Мэри опять вскочила, и обе женщины направились через холл к кабинету. Мужчины остались вдвоем на ставшей вдруг тихой кухне. Между ними отчетливо ощущалось напряжение.
— Ждем криков и звона бьющейся посуды? — сказал Мэтью.
— Думаю, отец примет лекарство.
— Да, правильно. Суп avgolemono лечит рак.
Андреас кивнул:
— Возможно.
— Мне жаль, что у нас не было возможности увидеться. Неделя была даже более сумасшедшей, чем я ожидал.
— Я не скучал. Но было бы неплохо пообщаться. Только не здесь.
— А ты у нас останешься сегодня?
— Если твоя мать попросит об этом.
— Она не попросит, потому что предполагает, что ты останешься.
Андреас отмахнулся от дальнейшего продолжения этой темы.
— Расскажи, как у тебя дела на работе.
— Суматошно. — Мэтью положил ноги на стул. Он выглядел уставшим. — Я сейчас занимаюсь оформлением прав на некоторые работы для предстоящей выставки. Кроме того, пару дней меня не было в офисе — я занимался исследованиями и несколько раз выезжал к клиентам.
— Это не по поводу греческой иконы?
— Да, в значительной степени.
— И что, музей собирается ее покупать?
— По правде говоря, — ответил Мэтью после некоторого внутреннего спора, — это маловероятно.
— Правда? А почему?
— Продавец побаивается. Да и музей занервничал. Вполне возможно, что икона была украдена. — Внук пристально на него смотрел. Что он знал? Наверное, немного. — Подозреваю, что тебя это не удивляет.
— Ты знаешь, что я вырос в этой деревне, жил там до переезда в Афины. И я был там во время войны.
— Ее забрали немцы, — сказал Мэтью многозначительно.
— Правильно.
— И был убит тот, кто пытался этому помешать.

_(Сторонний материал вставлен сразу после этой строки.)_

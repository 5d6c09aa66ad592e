//! Injectable randomness.

use parking_lot::Mutex;
use rand::rngs::StdRng;
use rand::{Rng, RngCore, SeedableRng};
use uuid::Uuid;

/// Source of random identifiers and delays.
pub trait RandomSource: Send + Sync {
    /// Returns a fresh random (version 4) UUID.
    fn uuid(&self) -> Uuid;

    /// Returns a uniform value in `0..bound`, or 0 when `bound` is 0.
    fn below(&self, bound: u64) -> u64;
}

/// Operating-system randomness.
#[derive(Debug, Default, Clone, Copy)]
pub struct OsRandom;

impl RandomSource for OsRandom {
    fn uuid(&self) -> Uuid {
        Uuid::new_v4()
    }

    fn below(&self, bound: u64) -> u64 {
        if bound == 0 {
            return 0;
        }
        rand::thread_rng().gen_range(0..bound)
    }
}

/// Deterministic randomness for tests and simulations.
#[derive(Debug)]
pub struct SeededRandom {
    rng: Mutex<StdRng>,
}

impl SeededRandom {
    /// Creates a generator from a seed.
    pub fn new(seed: u64) -> Self {
        Self {
            rng: Mutex::new(StdRng::seed_from_u64(seed)),
        }
    }
}

impl RandomSource for SeededRandom {
    fn uuid(&self) -> Uuid {
        let mut bytes = [0u8; 16];
        self.rng.lock().fill_bytes(&mut bytes);
        uuid::Builder::from_random_bytes(bytes).into_uuid()
    }

    fn below(&self, bound: u64) -> u64 {
        if bound == 0 {
            return 0;
        }
        self.rng.lock().gen_range(0..bound)
    }
}

#[cfg(test)]
mod tests {
    use super::*;

    #[test]
    fn seeded_is_reproducible() {
        let a = SeededRandom::new(7);
        let b = SeededRandom::new(7);

        assert_eq!(a.uuid(), b.uuid());
        assert_eq!(a.below(1000), b.below(1000));
    }

    #[test]
    fn uuids_are_v4() {
        assert_eq!(SeededRandom::new(1).uuid().get_version_num(), 4);
        assert_eq!(OsRandom.uuid().get_version_num(), 4);
    }

    #[test]
    fn below_respects_bound() {
        let random = SeededRandom::new(3);
        for _ in 0..100 {
            assert!(random.below(5) < 5);
        }
        assert_eq!(random.below(0), 0);
        assert_eq!(OsRandom.below(0), 0);
    }
}
//! End-to-end runs of an outbox and a client over a loopback link.

use proptest::prelude::*;
use seqsync_client::{
    ChaosConfig, Client, ClientConfig, DuplicatePolicy, FatalReason, GapPolicy, MemoryHost,
    MemoryRenderer, MockTransport, SeededRandom, SessionState, Transport,
};
use seqsync_outbox::OutboxConfig;
use seqsync_protocol::{ResumeReply, SequenceNumber, Update, UpdateEnvelope};
use seqsync_testkit::prelude::*;
use std::sync::Arc;
use std::time::Duration;

fn outbox_config(client_id: &str) -> OutboxConfig {
    OutboxConfig::new(client_id)
        .with_loop_intervals(Duration::from_millis(50), Duration::from_millis(5))
}

fn resync_session(client_id: &str, seed: u64) -> LoopbackSession {
    LoopbackSession::start(
        ClientConfig::new(client_id).with_gap_policy(GapPolicy::Resync),
        outbox_config(client_id),
        Arc::new(SeededRandom::new(seed)),
    )
}

#[tokio::test]
async fn messages_queued_before_connect_arrive_after_first_resync() {
    let session = LoopbackSession::start_default("page-1");
    session.send_notifications(3);

    session.connect().await.unwrap();
    assert!(session.wait_for_sequence(SequenceNumber::new(3), Duration::from_secs(5)).await);
    session.settle().await.unwrap();

    assert_eq!(session.renderer.sequences(), vec![1, 2, 3]);
    assert_eq!(session.client.state(), SessionState::Connected);
    assert!(!session.host.reconnecting());
    assert_eq!(session.host.reload_count(), 0);

    session.shutdown().await.unwrap();
}

#[tokio::test]
async fn live_updates_after_connect_are_applied_in_order() {
    let session = LoopbackSession::start_default("page-1");
    session.connect().await.unwrap();

    session.outbox.enqueue_update(7, serde_json::json!({"tag": "div"}));
    session.send_notifications(4);
    assert!(session.wait_for_sequence(SequenceNumber::new(5), Duration::from_secs(5)).await);
    session.settle().await.unwrap();

    let applied = session.renderer.applied();
    assert_eq!(session.renderer.sequences(), vec![1, 2, 3, 4, 5]);
    assert_eq!(applied[0].update.kind().as_str(), "update");
    assert_eq!(session.client.stats().live_dispatches, 5);

    session.shutdown().await.unwrap();
}

#[tokio::test]
async fn lost_updates_are_recovered_by_resync() {
    let session = resync_session("page-2", 11);
    session.connect().await.unwrap();

    for lost in [3, 7, 11] {
        session.link.drop_sequence(SequenceNumber::new(lost));
    }
    session.send_notifications(15);

    assert!(session.wait_for_sequence(SequenceNumber::new(15), Duration::from_secs(5)).await);
    session.settle().await.unwrap();

    assert_eq!(session.renderer.sequences(), (1..=15).collect::<Vec<_>>());
    assert_eq!(session.host.reload_count(), 0);
    assert_eq!(session.link.stats().dropped, 3);
    assert!(session.client.stats().resyncs >= 2);
    assert!(!session.host.reconnecting());

    session.shutdown().await.unwrap();
}

#[tokio::test]
async fn lost_update_reloads_once_by_default() {
    let session = LoopbackSession::start_default("page-3");
    session.connect().await.unwrap();
    session.send_notifications(1);
    assert!(session.wait_for_sequence(SequenceNumber::new(1), Duration::from_secs(5)).await);
    session.settle().await.unwrap();

    session.link.drop_sequence(SequenceNumber::new(2));
    session.send_notifications(3);
    session.settle().await.unwrap();

    assert!(session.client.is_fatal());
    assert_eq!(
        session.host.reloads(),
        vec![FatalReason::SequenceGap {
            expected: SequenceNumber::new(2),
            received: SequenceNumber::new(3),
        }]
    );
    assert_eq!(session.renderer.sequences(), vec![1]);

    session.shutdown().await.unwrap();
}

#[tokio::test]
async fn evicted_history_forces_a_reload() {
    let session = LoopbackSession::start(
        ClientConfig::new("page-4"),
        outbox_config("page-4").with_history_max_length(5),
        Arc::new(SeededRandom::new(4)),
    );
    session.connect().await.unwrap();

    session.link.disconnect().await.unwrap();
    session.send_notifications(10);
    session.outbox.flush().await;
    assert_eq!(session.outbox.message_count(), SequenceNumber::new(10));

    session.link.connect().await.unwrap();
    session.settle().await.unwrap();

    assert_eq!(session.host.reloads(), vec![FatalReason::HandshakeRejected]);
    assert!(session.renderer.is_empty());

    session.shutdown().await.unwrap();
}

#[tokio::test]
async fn updates_sent_while_disconnected_are_replayed() {
    let session = LoopbackSession::start_default("page-5");
    session.connect().await.unwrap();
    session.send_notifications(2);
    assert!(session.wait_for_sequence(SequenceNumber::new(2), Duration::from_secs(5)).await);

    session.link.disconnect().await.unwrap();
    session.send_notifications(3);
    session.outbox.flush().await;
    session.client.settle().await.unwrap();
    assert!(session.host.reconnecting());

    session.link.connect().await.unwrap();
    assert!(session.wait_for_sequence(SequenceNumber::new(5), Duration::from_secs(5)).await);
    session.settle().await.unwrap();

    assert_eq!(session.renderer.sequences(), vec![1, 2, 3, 4, 5]);
    assert_eq!(session.client.stats().replayed_dispatches, 3);
    assert!(!session.host.reconnecting());
    assert_eq!(session.host.indicator_history().last(), Some(&false));

    session.shutdown().await.unwrap();
}

#[tokio::test(start_paused = true)]
async fn chaos_disconnects_never_lose_or_reorder_updates() {
    let chaos = ChaosConfig::enabled()
        .with_max_disconnect_after(Duration::from_millis(120))
        .with_reconnect_steps(Duration::from_millis(15), 5);
    let session = LoopbackSession::start(
        ClientConfig::new("page-6").with_chaos(chaos),
        outbox_config("page-6"),
        Arc::new(SeededRandom::new(6)),
    );
    session.connect().await.unwrap();

    for _ in 0..50 {
        session.send_notifications(1);
        tokio::time::sleep(Duration::from_millis(20)).await;
    }

    assert!(session.wait_for_sequence(SequenceNumber::new(50), Duration::from_secs(30)).await);
    session.client.settle().await.unwrap();

    assert_eq!(session.renderer.sequences(), (1..=50).collect::<Vec<_>>());
    assert_eq!(session.host.reload_count(), 0);
    assert!(session.client.stats().handshake_attempts > 1);

    session.shutdown().await.unwrap();
}

struct Arrivals {
    rendered: Vec<Update>,
    sequences: Vec<u64>,
    absorbed: u64,
    reloads: usize,
    state: SessionState,
}

/// Delivers `order` to a client as indexes into `stream`, either while the
/// first handshake is outstanding or after it has resynced.
async fn deliver(stream: &[UpdateEnvelope], order: &[u64], while_desynced: bool) -> Arrivals {
    let transport = Arc::new(MockTransport::new());
    let renderer = Arc::new(MemoryRenderer::new());
    let host = Arc::new(MemoryHost::new());
    let client = Client::new(
        ClientConfig::new("page-8").with_duplicate_policy(DuplicatePolicy::Absorb),
        transport.clone(),
        renderer.clone(),
        host.clone(),
    )
    .with_random(Arc::new(SeededRandom::new(8)))
    .spawn();
    transport.attach(client.sender());

    transport.connect().await.unwrap();
    client.settle().await.unwrap();
    let token = transport.requests().last().unwrap().resume_token;
    let reply = ResumeReply {
        resume_token: token,
        latest_sequence: SequenceNumber::ZERO,
        messages: Vec::new(),
    };

    let sender = client.sender();
    if !while_desynced {
        sender.resume_reply(reply.clone()).unwrap();
        client.settle().await.unwrap();
    }
    for &n in order {
        sender.update(stream[(n - 1) as usize].clone()).unwrap();
    }
    if while_desynced {
        sender.resume_reply(reply).unwrap();
    }
    client.settle().await.unwrap();

    let arrivals = Arrivals {
        rendered: renderer.applied().into_iter().map(|r| r.update).collect(),
        sequences: renderer.sequences(),
        absorbed: client.stats().absorbed_duplicates,
        reloads: host.reload_count(),
        state: client.state(),
    };
    client.shutdown().await.unwrap();
    arrivals
}

proptest! {
    #![proptest_config(PropTestConfig::session().to_proptest_config())]

    #[test]
    fn any_arrival_order_renders_each_update_once_in_sequence(
        (stream, order) in arrival_order_strategy(24, 8).prop_flat_map(|(len, order)| {
            (envelope_stream_strategy(len, len), Just(order))
        }),
        while_desynced in any::<bool>(),
    ) {
        // Live arrivals must already be in order; only the buffer reorders.
        let mut order = order;
        if !while_desynced {
            order.sort_unstable();
        }
        let runtime = tokio::runtime::Builder::new_current_thread()
            .enable_all()
            .build()
            .unwrap();
        let arrivals = runtime.block_on(deliver(&stream, &order, while_desynced));

        let len = stream.len() as u64;
        let expected: Vec<Update> = stream.iter().map(|e| e.decode().unwrap()).collect();
        prop_assert_eq!(arrivals.sequences, (1..=len).collect::<Vec<_>>());
        prop_assert_eq!(arrivals.rendered, expected);
        prop_assert_eq!(arrivals.absorbed, order.len() as u64 - len);
        prop_assert_eq!(arrivals.reloads, 0);
        prop_assert_eq!(arrivals.state, SessionState::Connected);
    }

    #[test]
    fn random_losses_are_always_recovered(
        (len, lost) in (2u64..40).prop_flat_map(|len| (Just(len), loss_set_strategy(len, 6))),
        seed in any::<u64>(),
    ) {
        let runtime = tokio::runtime::Builder::new_current_thread()
            .enable_all()
            .start_paused(true)
            .build()
            .unwrap();

        let (sequences, reloads) = runtime.block_on(async {
            let session = resync_session("page-7", seed);
            session.connect().await.unwrap();
            for &n in &lost {
                session.link.drop_sequence(SequenceNumber::new(n));
            }
            session.send_notifications(len);

            session
                .wait_for_sequence(SequenceNumber::new(len), Duration::from_secs(10))
                .await;
            session.settle().await.unwrap();

            let result = (session.renderer.sequences(), session.host.reload_count());
            session.shutdown().await.unwrap();
            result
        });

        prop_assert_eq!(sequences, (1..=len).collect::<Vec<_>>());
        prop_assert_eq!(reloads, 0);
    }
}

— Что рассказал тебе Фотис?
Мэтью вдруг сбился с прокурорского тона.
— Почти ничего. Только то, что я сказал.
Правильно ли было заводить об этом речь? Принесет ли это облегчение или еще более усилит боль? Мог ли он так поступать с мальчиком? И мог ли он вновь так поступать с собой?
— Честно, что тебе известно?
— Ничего. Я хочу, чтобы ты мне рассказал. Хочу услышать это от тебя.
Из кабинета не доносилось никаких звуков, как будто находившиеся там трое человек исчезли. Старик посмотрел на вставленный в рамку карандашный рисунок, висевший на стене за спиной внука. Профиль Алекса, сделанный Мэтью, когда тому было четырнадцать. Вполне профессиональная работа. «Он бродит на ощупь в потемках, — подумал Андреас. — Он ничего не знает. Кто-то при нем что-то сболтнул, и теперь он пытается что-то узнать. Я не первый, кого он спрашивает, это значит, что полученные ранее ответы его не удовлетворили». Он подумал об обещании, которое они с Фотисом дали друг другу много лет назад. Следует ли он обету молчания после всех событий прошедших лет? Можно ли поговорить об этом с Мэтью, не нарушая данных обязательств?